Gerettet hat sie das Projekt „Housing First für Frauen“ vom SkF, das gezielt für wohnungslose Frauen gedacht ist. Esther Köb-Koutsamanis, die beim SkF für die Wohnraumakquise zuständig ist, sagt: „Frauen sind anders obdachlos als Männer. Sie sind nicht da, wo man wohnungslose Menschen sonst antrifft: an Bahnhöfen, unter Brücken, auf Supermarktparkplätzen.“ Diese Orte seien für Frauen zu unsicher. Sie kämen eher bei Bekannten unter oder böten Dienstleistungen im Gegenzug für eine Unterkunft an, so Köb-Koutsamanis. Deshalb spreche man bei Frauen von „verdeckter Wohnungslosigkeit“.
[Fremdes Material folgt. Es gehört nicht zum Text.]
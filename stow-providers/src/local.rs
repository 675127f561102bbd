// SPDX-License-Identifier: AGPL-3.0-or-later
//! Local filesystem backend
//!
//! Also serves network shares, which are reached through a mount point.

use async_trait::async_trait;
use bytes::Bytes;
use futures::StreamExt;
use std::future::Future;
use std::io::SeekFrom;
use std::path::{Path, PathBuf};
use tokio::fs;
use tokio::io::{AsyncSeekExt, AsyncWriteExt, BufWriter};
use tokio_util::io::ReaderStream;
use tracing::debug;

use stow_core::{
    BoxSink, ByteSink, ByteStream, Capabilities, EntryKind, EntryMeta, StorageDriver, StorageKind,
    StoragePath, StowError, StowResult,
};

const READ_BUFFER: usize = 256 * 1024;

#[cfg(unix)]
const CROSS_DEVICE_ERRNO: i32 = 18; // EXDEV
#[cfg(windows)]
const CROSS_DEVICE_ERRNO: i32 = 17; // ERROR_NOT_SAME_DEVICE
#[cfg(not(any(unix, windows)))]
const CROSS_DEVICE_ERRNO: i32 = -1;

/// Local filesystem backend
pub struct LocalBackend {
    kind: StorageKind,
    root: PathBuf,
}

impl LocalBackend {
    pub fn new(root: impl AsRef<Path>) -> Self {
        Self {
            kind: StorageKind::Local,
            root: root.as_ref().to_path_buf(),
        }
    }

    /// A share mounted at `mount_path`
    pub fn network_share(mount_path: impl AsRef<Path>) -> Self {
        Self {
            kind: StorageKind::NetworkShare,
            root: mount_path.as_ref().to_path_buf(),
        }
    }

    pub fn root(&self) -> &Path {
        &self.root
    }

    fn to_real_path(&self, path: &StoragePath) -> PathBuf {
        let mut real = self.root.clone();
        for seg in path.segments() {
            real.push(seg);
        }
        real
    }

    async fn entry_at(&self, path: &StoragePath, real: &Path) -> StowResult<EntryMeta> {
        let meta = fs::symlink_metadata(real)
            .await
            .map_err(|e| StowError::from_io(e, path.to_string()))?;
        Ok(entry_from_metadata(path.clone(), &meta))
    }
}

fn entry_from_metadata(path: StoragePath, meta: &std::fs::Metadata) -> EntryMeta {
    let modified = meta.modified().ok().map(Into::into);
    let entry = if meta.file_type().is_symlink() {
        EntryMeta {
            kind: EntryKind::Symlink,
            ..EntryMeta::file(path, 0)
        }
    } else if meta.is_dir() {
        EntryMeta::directory(path)
    } else {
        EntryMeta::file(path, meta.len())
    };
    entry.with_modified(modified)
}

fn temp_sibling(target: &Path) -> PathBuf {
    let name = target
        .file_name()
        .map(|n| n.to_string_lossy().into_owned())
        .unwrap_or_default();
    target.with_file_name(format!(".{}.stow-{}.part", name, uuid::Uuid::new_v4().simple()))
}

#[async_trait]
impl StorageDriver for LocalBackend {
    fn kind(&self) -> StorageKind {
        self.kind
    }

    fn capabilities(&self) -> Capabilities {
        Capabilities::local_filesystem()
    }

    async fn health_check(&self) -> StowResult<()> {
        let display = self.root.display().to_string();
        let meta = fs::metadata(&self.root)
            .await
            .map_err(|e| StowError::from_io(e, display.clone()))?;
        if !meta.is_dir() {
            return Err(StowError::NotADirectory(display));
        }
        Ok(())
    }

    async fn list(&self, path: &StoragePath) -> StowResult<Vec<EntryMeta>> {
        let real = self.to_real_path(path);
        let meta = fs::metadata(&real)
            .await
            .map_err(|e| StowError::from_io(e, path.to_string()))?;
        if !meta.is_dir() {
            return Err(StowError::NotADirectory(path.to_string()));
        }

        let mut entries = Vec::new();
        let mut read_dir = fs::read_dir(&real)
            .await
            .map_err(|e| StowError::from_io(e, path.to_string()))?;
        while let Some(entry) = read_dir
            .next_entry()
            .await
            .map_err(|e| StowError::from_io(e, path.to_string()))?
        {
            let name = entry.file_name().to_string_lossy().into_owned();
            let child = path.join(&name)?;
            // DirEntry metadata does not follow symlinks
            match entry.metadata().await {
                Ok(meta) => entries.push(entry_from_metadata(child, &meta)),
                // Raced with a delete
                Err(e) if e.kind() == std::io::ErrorKind::NotFound => continue,
                Err(e) => return Err(StowError::from_io(e, child.to_string())),
            }
        }
        entries.sort_by(|a, b| a.path.cmp(&b.path));
        Ok(entries)
    }

    async fn stat(&self, path: &StoragePath) -> StowResult<EntryMeta> {
        let real = self.to_real_path(path);
        self.entry_at(path, &real).await
    }

    async fn open_read(&self, path: &StoragePath, offset: u64) -> StowResult<ByteStream> {
        let real = self.to_real_path(path);
        if fs::metadata(&real)
            .await
            .map_err(|e| StowError::from_io(e, path.to_string()))?
            .is_dir()
        {
            return Err(StowError::NotAFile(path.to_string()));
        }

        let mut file = fs::File::open(&real)
            .await
            .map_err(|e| StowError::from_io(e, path.to_string()))?;
        if offset > 0 {
            file.seek(SeekFrom::Start(offset))
                .await
                .map_err(|e| StowError::from_io(e, path.to_string()))?;
        }

        let shown = path.to_string();
        debug!(path = %shown, offset, "local read");
        let stream = ReaderStream::with_capacity(file, READ_BUFFER)
            .map(move |chunk| chunk.map_err(|e| StowError::from_io(e, shown.clone())));
        Ok(Box::pin(stream))
    }

    async fn open_write(&self, path: &StoragePath) -> StowResult<BoxSink> {
        if path.is_root() {
            return Err(StowError::NotAFile(path.to_string()));
        }
        let target = self.to_real_path(path);
        if let Ok(meta) = fs::metadata(&target).await {
            if meta.is_dir() {
                return Err(StowError::NotAFile(path.to_string()));
            }
        }
        if let Some(parent) = target.parent() {
            fs::create_dir_all(parent)
                .await
                .map_err(|e| StowError::from_io(e, path.to_string()))?;
        }

        let temp = temp_sibling(&target);
        let file = fs::File::create(&temp)
            .await
            .map_err(|e| StowError::from_io(e, path.to_string()))?;

        Ok(Box::new(LocalSink {
            path: path.clone(),
            target,
            temp: Some(temp),
            file: Some(BufWriter::new(file)),
        }))
    }

    async fn mkdir(&self, path: &StoragePath) -> StowResult<()> {
        let real = self.to_real_path(path);
        match fs::metadata(&real).await {
            Ok(meta) if meta.is_dir() => return Ok(()),
            Ok(_) => return Err(StowError::AlreadyExists(path.to_string())),
            Err(_) => {}
        }
        fs::create_dir_all(&real)
            .await
            .map_err(|e| StowError::from_io(e, path.to_string()))
    }

    async fn remove(&self, path: &StoragePath, recursive: bool) -> StowResult<()> {
        let real = self.to_real_path(path);
        let meta = fs::symlink_metadata(&real)
            .await
            .map_err(|e| StowError::from_io(e, path.to_string()))?;

        if !meta.is_dir() {
            return fs::remove_file(&real)
                .await
                .map_err(|e| StowError::from_io(e, path.to_string()));
        }
        if !recursive {
            return fs::remove_dir(&real)
                .await
                .map_err(|e| StowError::from_io(e, path.to_string()));
        }
        match remove_tree(&real, path).await {
            Some(err) => Err(err),
            None => Ok(()),
        }
    }

    async fn move_native(&self, src: &StoragePath, dst: &StoragePath) -> StowResult<bool> {
        let from = self.to_real_path(src);
        let to = self.to_real_path(dst);

        fs::symlink_metadata(&from)
            .await
            .map_err(|e| StowError::from_io(e, src.to_string()))?;
        if fs::symlink_metadata(&to).await.is_ok() {
            return Err(StowError::AlreadyExists(dst.to_string()));
        }
        if let Some(parent) = to.parent() {
            fs::create_dir_all(parent)
                .await
                .map_err(|e| StowError::from_io(e, dst.to_string()))?;
        }

        match fs::rename(&from, &to).await {
            Ok(()) => Ok(true),
            Err(e) if e.raw_os_error() == Some(CROSS_DEVICE_ERRNO) => {
                debug!(src = %src, dst = %dst, "rename crosses devices, falling back");
                Ok(false)
            }
            Err(e) => Err(StowError::from_io(e, src.to_string())),
        }
    }
}

/// Delete everything under `dir`, continuing past failures. Returns the
/// first error encountered.
async fn remove_tree(dir: &Path, display_root: &StoragePath) -> Option<StowError> {
    remove_tree_with(dir, display_root, |file| async move { fs::remove_file(file).await }).await
}

async fn remove_tree_with<F, Fut>(
    dir: &Path,
    display_root: &StoragePath,
    remove_file: F,
) -> Option<StowError>
where
    F: Fn(PathBuf) -> Fut,
    Fut: Future<Output = std::io::Result<()>>,
{
    fn record(first: &mut Option<StowError>, err: std::io::Error, at: &Path) {
        if first.is_none() {
            *first = Some(StowError::from_io(err, at.display().to_string()));
        }
    }

    let mut first_error = None;
    let mut pending = vec![dir.to_path_buf()];
    let mut dirs = Vec::new();
    while let Some(current) = pending.pop() {
        let mut read_dir = match fs::read_dir(&current).await {
            Ok(rd) => rd,
            Err(e) => {
                record(&mut first_error, e, &current);
                continue;
            }
        };
        dirs.push(current.clone());
        loop {
            match read_dir.next_entry().await {
                Ok(Some(entry)) => {
                    let child = entry.path();
                    match entry.file_type().await {
                        Ok(ft) if ft.is_dir() => pending.push(child),
                        Ok(_) => {
                            if let Err(e) = remove_file(child.clone()).await {
                                record(&mut first_error, e, &child);
                            }
                        }
                        Err(e) => record(&mut first_error, e, &child),
                    }
                }
                Ok(None) => break,
                Err(e) => {
                    record(&mut first_error, e, &current);
                    break;
                }
            }
        }
    }

    // Children were pushed after their parents
    for d in dirs.iter().rev() {
        if let Err(e) = fs::remove_dir(d).await {
            if first_error.is_none() {
                first_error = Some(StowError::from_io(e, display_root.to_string()));
            }
        }
    }
    first_error
}

struct LocalSink {
    path: StoragePath,
    target: PathBuf,
    temp: Option<PathBuf>,
    file: Option<BufWriter<fs::File>>,
}

impl LocalSink {
    fn io_err(&self, err: std::io::Error) -> StowError {
        StowError::from_io(err, self.path.to_string())
    }
}

#[async_trait]
impl ByteSink for LocalSink {
    async fn write(&mut self, chunk: Bytes) -> StowResult<()> {
        let file = self
            .file
            .as_mut()
            .ok_or_else(|| StowError::Other("write after close".into()))?;
        match file.write_all(&chunk).await {
            Ok(()) => Ok(()),
            Err(e) => Err(self.io_err(e)),
        }
    }

    async fn commit(mut self: Box<Self>) -> StowResult<EntryMeta> {
        let mut file = self
            .file
            .take()
            .ok_or_else(|| StowError::Other("sink already closed".into()))?;
        if let Err(e) = file.flush().await {
            return Err(self.io_err(e));
        }
        if let Err(e) = file.get_mut().sync_all().await {
            return Err(self.io_err(e));
        }
        drop(file);

        let Some(temp) = self.temp.take() else {
            return Err(StowError::Other("sink already closed".into()));
        };
        if let Err(e) = fs::rename(&temp, &self.target).await {
            let _ = fs::remove_file(&temp).await;
            return Err(self.io_err(e));
        }

        let meta = fs::metadata(&self.target).await.map_err(|e| self.io_err(e))?;
        Ok(entry_from_metadata(self.path.clone(), &meta))
    }

    async fn abort(mut self: Box<Self>) -> StowResult<()> {
        self.file.take();
        if let Some(temp) = self.temp.take() {
            match fs::remove_file(&temp).await {
                Ok(()) => {}
                Err(e) if e.kind() == std::io::ErrorKind::NotFound => {}
                Err(e) => return Err(self.io_err(e)),
            }
        }
        Ok(())
    }
}

impl Drop for LocalSink {
    fn drop(&mut self) {
        if let Some(temp) = self.temp.take() {
            let _ = std::fs::remove_file(temp);
        }
    }
}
Betroffen sind Frauen aus allen Alters- und Gesellschaftsschichten. „Wir haben viele junge Frauen, die direkt aus der Jugendhilfe zu uns kommen, aber auch Frauen, die 60 bis 70 Jahre alt sind. Darunter sind Frauen ohne Ausbildung und Frauen mit Doktortitel“, sagt Köb-Koutsamanis. Im Housing-First-Projekt besorgt der SkF den Menschen zuerst eine Wohnung und kümmert sich danach um ihre sonstigen Sorgen, etwa um Suchterkrankungen oder psychische Probleme. Mit ihrem multiprofessionellen Team unterstützt der SkF die Frauen so lange, wie sie es brauchen.

Neue Chancen: Der Weg in ein selbstbestimmtes Leben

Als Rozzy Kamau 2022 zum ersten Mal beim SkF vor der Tür stand, erzählte sie Köb-Koutsamanis ihre ganze Geschichte: wie sie vor vier Jahren auf der Durchreise in Deutschland war, am Flughafen in Frankfurt kein Visum vorweisen konnte und in Transithaft kam – und wie sie einen Asylantrag stellte, weil sie Angst hatte, nie wieder nach Deutschland reisen zu können, wenn sie erst wieder in Kenia zurück ist. Schließlich war es ihr Traum, in Deutschland zu leben – nur nicht so plötzlich und unvorbereitet. Köb-Koutsamanis nahm sich viel Zeit, beruhigte Kamau und erklärte ihr, wie sie bei der Sozialen Wohnhilfe eine Unterkunft bis zur eigentlichen Wohnungsvermittlung von Housing First beantragen konnte.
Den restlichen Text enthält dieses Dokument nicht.